China will launch a pilot program next week aimed at shattering a widespread assumption among Chinese investors that products, even high-yield ones, provide guaranteed returns when offered by state-owned banks, sources said.
For years, many Chinese treated their investments in so-called wealth management products, many of which offered enticing returns, as tantamount to a deposit with a guaranteed yield, even if that was not the case.
Policymakers have warned that such a high level of moral hazard has been built into the wealth management industry that if a product failed to payout as promised, banks would face enormous pressure to compensate investors, even if they were not legally required to do so.
Investors protested outside a branch of Hua Xia Bank late last year when a product it had distributed failed to pay out on maturity.

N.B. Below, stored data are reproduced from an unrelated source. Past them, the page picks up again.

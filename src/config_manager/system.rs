use serde::{Deserialize, Serialize};
use std::path::PathBuf;

/// System configuration settings
#[derive(Debug, Clone, Serialize, Deserialize)]
pub struct SystemConfig {
    #[serde(default = "default_conf_version")]
    pub conf_version: String,

    /// Where downloads (WAV, script, covers) are written.
    #[serde(default = "default_output_dir")]
    pub output_dir: String,

    /// Reference substituted for every cover when image generation fails.
    #[serde(default = "default_placeholder_cover")]
    pub placeholder_cover: String,

    /// `tracing` filter used when `RUST_LOG` is unset.
    #[serde(default = "default_log_filter")]
    pub log_filter: String,
}

fn default_conf_version() -> String {
    "v1.0.0".to_string()
}

fn default_output_dir() -> String {
    "output".to_string()
}

fn default_placeholder_cover() -> String {
    "/Podcast.avif".to_string()
}

fn default_log_filter() -> String {
    "podcast_studio=info".to_string()
}

impl SystemConfig {
    pub fn output_path(&self) -> PathBuf {
        PathBuf::from(&self.output_dir)
    }
}

impl Default for SystemConfig {
    fn default() -> Self {
        Self {
            conf_version: default_conf_version(),
            output_dir: default_output_dir(),
            placeholder_cover: default_placeholder_cover(),
            log_filter: default_log_filter(),
        }
    }
}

"The key change is to remove an implicit guarantee of principle and yield, in the form of 'expected return,' by wealth management products," David Cui, equity strategist with Bank of America-Merrill Lynch in Hong Kong, said in a client note.
"Currently, most wealth management product buyers view their investments as deposits while, legally speaking, they bear most of the downside if investments go bad."
Wealth management products have soared in popularity in recent years as an alternative to investment in real estate, volatile stock markets and State-set deposit rates. Most are short-term savings vehicles often created by third parties but issued through banks.
The rising popularity of the opaque products have sparked concerns of a credit binge directing money into increasingly speculative investments, which analysts say could pose a risk to the financial system.
Because many of the products were sold through State banks, investors assumed that meant they were backed by the government and so were 100 percent safe, even if the product's documents spelled out that principal and returns were not guaranteed, bankers said.
Under the pilot project, the China Banking Regulatory Commission (CBRC) will allow 11 banks to sell asset management plans directly to customers, two bankers with direct knowledge of the program said.
The approved banks include Industrial and Commercial Bank of China and China Construction Bank, China's two largest banks by assets, as well as Bank of Communications, the fifth largest.
"There is no firm legal basis for banks to do direct financing, or at least it's very weak. So they have to start with a pilot program and move gradually," said a banker involved in the pilot.